Importantly, under the HTA 2004, scheduled purposes exclude the use of relevant material for diagnosis and treatment, so these activities are not governed by the Act and remain covered by common law. However, the Act does cover the use of one person's material to make a diagnosis where it is primarily for the benefit of another person. Using one person's material for the benefit of another (usually to allow more accurate risk prediction or diagnosis in a relative) has been relatively rare to date, but is likely to become more common as ‘genetic medicine’ expands. For example, performing immunohis to chemistry on a colonic tumour would not invoke the Act if it were to make a primary diagnosis in that person. However, if the test were mainly to benefit a relative (who might want appropriate screening or a predictive genetic test) after the death of the index patient, the Act would be engaged. However, because the HTA 2004 governs only samples that include human cells, extracted DNA (which is acellular) is exempt, so a diagnosis from DNA in one person for the benefit of a relative does not have to conform to the Act.
These apparent contradictions could, in the absence of consent, lead to the irony of the prevention of a cheap and easy test, such as immunohistochemistry, whilst the complex and expensive DNA sequencing is exempt.
As scheduled purposes, these require consent for tissue derived from dead people, although as far as the act is concerned, not for tissue separated from the living. However, since all the terms are defined loosely and overlap, it can be very difficult to distinguish between audit, quality assurance and research. Different decision matrices have been designed to enable those devising projects to determine how the activity is categorised. In general terms, if doubt exists, it is prudent to obtain appropriate consent; if the project is research, consent is mandatory.

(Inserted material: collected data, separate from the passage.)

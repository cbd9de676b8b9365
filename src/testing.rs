//! Scriptable fakes for the chain client and identity provider seams.

use async_trait::async_trait;
use ethers::types::U256;
use std::collections::VecDeque;
use std::sync::atomic::{AtomicU32, Ordering};
use std::sync::{Arc, Mutex};
use std::time::Duration;

use crate::error::ExternalError;
use crate::integrations::identity::{
    ConnectedWallet, Eip1193Provider, IdentityProvider, TransactionSender,
};
use crate::models::{
    AuthState, AuthUser, LinkedWallet, ReceiptRecord, SendTransactionRequest,
    SendTransactionResponse, TransactionRecord,
};
use crate::services::onchain::ChainClient;

pub const ALICE: &str = "0x1111111111111111111111111111111111111111";
pub const BOB: &str = "0x2222222222222222222222222222222222222222";
pub const TX_HASH: &str = "0x0c88ac23d080c2037f0ede407b122f8ee4f1fd3f54f634b46b7f37c0041a3540";

pub fn ether(whole: u64) -> U256 {
    U256::from(whole) * U256::exp10(18)
}

pub fn milli_ether(milli: u64) -> U256 {
    U256::from(milli) * U256::exp10(15)
}

// Pops the next scripted outcome, repeating the last one once the script runs dry.
fn next<T: Clone>(script: &Mutex<VecDeque<T>>) -> T {
    let mut guard = script.lock().unwrap();
    if guard.len() > 1 {
        guard.pop_front().unwrap()
    } else {
        guard.front().cloned().expect("fake has no scripted response")
    }
}

pub struct FakeChainClient {
    pub balance_calls: AtomicU32,
    pub estimate_calls: AtomicU32,
    pub gas_price_calls: AtomicU32,
    pub transaction_calls: AtomicU32,
    pub receipt_calls: AtomicU32,
    balances: Mutex<VecDeque<Result<U256, ExternalError>>>,
    gas: Mutex<VecDeque<Result<U256, ExternalError>>>,
    gas_price: Mutex<VecDeque<Result<U256, ExternalError>>>,
    transactions: Mutex<VecDeque<Result<Option<TransactionRecord>, ExternalError>>>,
    receipts: Mutex<VecDeque<Result<ReceiptRecord, ExternalError>>>,
}

impl Default for FakeChainClient {
    fn default() -> Self {
        Self {
            balance_calls: AtomicU32::new(0),
            estimate_calls: AtomicU32::new(0),
            gas_price_calls: AtomicU32::new(0),
            transaction_calls: AtomicU32::new(0),
            receipt_calls: AtomicU32::new(0),
            balances: Mutex::new(VecDeque::from([Ok(ether(10))])),
            gas: Mutex::new(VecDeque::from([Ok(U256::from(21_000u64))])),
            gas_price: Mutex::new(VecDeque::from([Ok(U256::from(1_000_000_000u64))])),
            transactions: Mutex::new(VecDeque::from([Ok(Some(sample_transaction(TX_HASH)))])),
            receipts: Mutex::new(VecDeque::from([Ok(sample_receipt(TX_HASH))])),
        }
    }
}

impl FakeChainClient {
    pub fn new() -> Self {
        Self::default()
    }

    pub fn with_balance(self, balance: U256) -> Self {
        self.with_balances(vec![Ok(balance)])
    }

    pub fn with_balances(self, script: Vec<Result<U256, ExternalError>>) -> Self {
        *self.balances.lock().unwrap() = script.into();
        self
    }

    pub fn with_gas(self, script: Vec<Result<U256, ExternalError>>) -> Self {
        *self.gas.lock().unwrap() = script.into();
        self
    }

    pub fn with_transactions(
        self,
        script: Vec<Result<Option<TransactionRecord>, ExternalError>>,
    ) -> Self {
        *self.transactions.lock().unwrap() = script.into();
        self
    }

    pub fn with_receipts(self, script: Vec<Result<ReceiptRecord, ExternalError>>) -> Self {
        *self.receipts.lock().unwrap() = script.into();
        self
    }

    pub fn balance_calls(&self) -> u32 {
        self.balance_calls.load(Ordering::SeqCst)
    }

    pub fn total_calls(&self) -> u32 {
        self.balance_calls.load(Ordering::SeqCst)
            + self.estimate_calls.load(Ordering::SeqCst)
            + self.gas_price_calls.load(Ordering::SeqCst)
            + self.transaction_calls.load(Ordering::SeqCst)
            + self.receipt_calls.load(Ordering::SeqCst)
    }
}

#[async_trait]
impl ChainClient for FakeChainClient {
    async fn get_balance(&self, _address: &str) -> Result<U256, ExternalError> {
        self.balance_calls.fetch_add(1, Ordering::SeqCst);
        next(&self.balances)
    }

    async fn estimate_gas(&self, _from: &str, _to: &str, _value: U256) -> Result<U256, ExternalError> {
        self.estimate_calls.fetch_add(1, Ordering::SeqCst);
        next(&self.gas)
    }

    async fn get_gas_price(&self) -> Result<U256, ExternalError> {
        self.gas_price_calls.fetch_add(1, Ordering::SeqCst);
        next(&self.gas_price)
    }

    async fn get_transaction(&self, _hash: &str) -> Result<Option<TransactionRecord>, ExternalError> {
        self.transaction_calls.fetch_add(1, Ordering::SeqCst);
        next(&self.transactions)
    }

    async fn wait_for_transaction_receipt(
        &self,
        _hash: &str,
        _timeout: Duration,
    ) -> Result<ReceiptRecord, ExternalError> {
        self.receipt_calls.fetch_add(1, Ordering::SeqCst);
        next(&self.receipts)
    }

    async fn get_block_number(&self) -> Result<u64, ExternalError> {
        Ok(1)
    }
}

pub fn sample_transaction(hash: &str) -> TransactionRecord {
    TransactionRecord {
        hash: hash.to_string(),
        from: ALICE.to_string(),
        to: Some(BOB.to_string()),
        value: ether(1).to_string(),
        nonce: 0,
        block_number: Some(100),
        gas: "21000".to_string(),
        gas_price: Some("1000000000".to_string()),
    }
}

pub fn sample_receipt(hash: &str) -> ReceiptRecord {
    ReceiptRecord {
        transaction_hash: hash.to_string(),
        block_number: Some(100),
        status: Some(1),
        gas_used: Some("21000".to_string()),
    }
}

pub struct FakeSender {
    pub calls: AtomicU32,
    pub requests: Mutex<Vec<SendTransactionRequest>>,
    response: Result<SendTransactionResponse, ExternalError>,
}

impl FakeSender {
    pub fn resolving(hash: &str) -> Arc<Self> {
        Arc::new(Self {
            calls: AtomicU32::new(0),
            requests: Mutex::new(Vec::new()),
            response: Ok(SendTransactionResponse {
                hash: hash.to_string(),
            }),
        })
    }

    pub fn rejecting(error: ExternalError) -> Arc<Self> {
        Arc::new(Self {
            calls: AtomicU32::new(0),
            requests: Mutex::new(Vec::new()),
            response: Err(error),
        })
    }

    pub fn calls(&self) -> u32 {
        self.calls.load(Ordering::SeqCst)
    }
}

#[async_trait]
impl TransactionSender for FakeSender {
    async fn send_transaction(
        &self,
        request: SendTransactionRequest,
    ) -> Result<SendTransactionResponse, ExternalError> {
        self.calls.fetch_add(1, Ordering::SeqCst);
        self.requests.lock().unwrap().push(request);
        self.response.clone()
    }
}

pub struct FakeEip1193 {
    pub requests: Mutex<Vec<(String, serde_json::Value)>>,
    response: Result<serde_json::Value, ExternalError>,
}

impl FakeEip1193 {
    pub fn returning(response: Result<serde_json::Value, ExternalError>) -> Arc<Self> {
        Arc::new(Self {
            requests: Mutex::new(Vec::new()),
            response,
        })
    }
}

#[async_trait]
impl Eip1193Provider for FakeEip1193 {
    async fn request(
        &self,
        method: &str,
        params: serde_json::Value,
    ) -> Result<serde_json::Value, ExternalError> {
        self.requests.lock().unwrap().push((method.to_string(), params));
        self.response.clone()
    }
}

pub struct FakeWallet {
    address: String,
    provider: Result<Arc<FakeEip1193>, ExternalError>,
}

impl FakeWallet {
    pub fn new(address: &str, provider: Arc<FakeEip1193>) -> Arc<Self> {
        Arc::new(Self {
            address: address.to_string(),
            provider: Ok(provider),
        })
    }

    /// Wallet whose provider handle cannot be obtained.
    pub fn unavailable(address: &str, error: ExternalError) -> Arc<Self> {
        Arc::new(Self {
            address: address.to_string(),
            provider: Err(error),
        })
    }
}

#[async_trait]
impl ConnectedWallet for FakeWallet {
    fn address(&self) -> &str {
        &self.address
    }

    async fn provider(&self) -> Result<Arc<dyn Eip1193Provider>, ExternalError> {
        match &self.provider {
            Ok(provider) => Ok(provider.clone()),
            Err(error) => Err(error.clone()),
        }
    }
}

pub struct FakeIdentity {
    state: Mutex<AuthState>,
    sender: Mutex<Option<Arc<dyn TransactionSender>>>,
    wallets: Mutex<Vec<Arc<dyn ConnectedWallet>>>,
}

impl FakeIdentity {
    pub fn signed_in(address: &str) -> Arc<Self> {
        let identity = Self::signed_out();
        identity.set_state(authenticated_state(address));
        identity
    }

    pub fn signed_out() -> Arc<Self> {
        Arc::new(Self {
            state: Mutex::new(AuthState {
                ready: true,
                authenticated: false,
                user: None,
            }),
            sender: Mutex::new(None),
            wallets: Mutex::new(Vec::new()),
        })
    }

    pub fn set_state(&self, state: AuthState) {
        *self.state.lock().unwrap() = state;
    }

    pub fn set_sender(&self, sender: Arc<dyn TransactionSender>) {
        *self.sender.lock().unwrap() = Some(sender);
    }

    pub fn set_wallets(&self, wallets: Vec<Arc<dyn ConnectedWallet>>) {
        *self.wallets.lock().unwrap() = wallets;
    }
}

pub fn authenticated_state(address: &str) -> AuthState {
    AuthState {
        ready: true,
        authenticated: true,
        user: Some(AuthUser {
            id: "did:example:alice".to_string(),
            wallet: Some(LinkedWallet {
                address: address.to_string(),
            }),
        }),
    }
}

#[async_trait]
impl IdentityProvider for FakeIdentity {
    fn state(&self) -> AuthState {
        self.state.lock().unwrap().clone()
    }

    async fn login(&self) -> Result<(), ExternalError> {
        let mut state = self.state.lock().unwrap();
        state.authenticated = true;
        Ok(())
    }

    async fn logout(&self) -> Result<(), ExternalError> {
        let mut state = self.state.lock().unwrap();
        state.authenticated = false;
        state.user = None;
        Ok(())
    }

    fn transaction_sender(&self) -> Option<Arc<dyn TransactionSender>> {
        self.sender.lock().unwrap().clone()
    }

    fn connected_wallets(&self) -> Vec<Arc<dyn ConnectedWallet>> {
        self.wallets.lock().unwrap().clone()
    }
}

When the law was enacted, there was great concern that researchers might be deterred by the new bureaucracy, and the point was made that research that is not performed ‘remains invisible, and nobody will know what we have lost’.12
This topic will be covered later in the series.
The Human Tissue Act 2004 has greatly simplified the complex legal framework that preceded it. When read in conjunction with the General Medical Council's guidance on obtaining consent, it provides a clear mechanism for surgeons' lawfully obtaining tissue from living and dead patients, and covers most circumstances that would be necessitated by clinical, academic and research activities. The Act does not impinge on the diagnosis and treatment of disease, which is primarily covered by the more general surgical consent with which we are already familiar. It remains to be seen whether the disadvantages foreseen by the research community eventuate.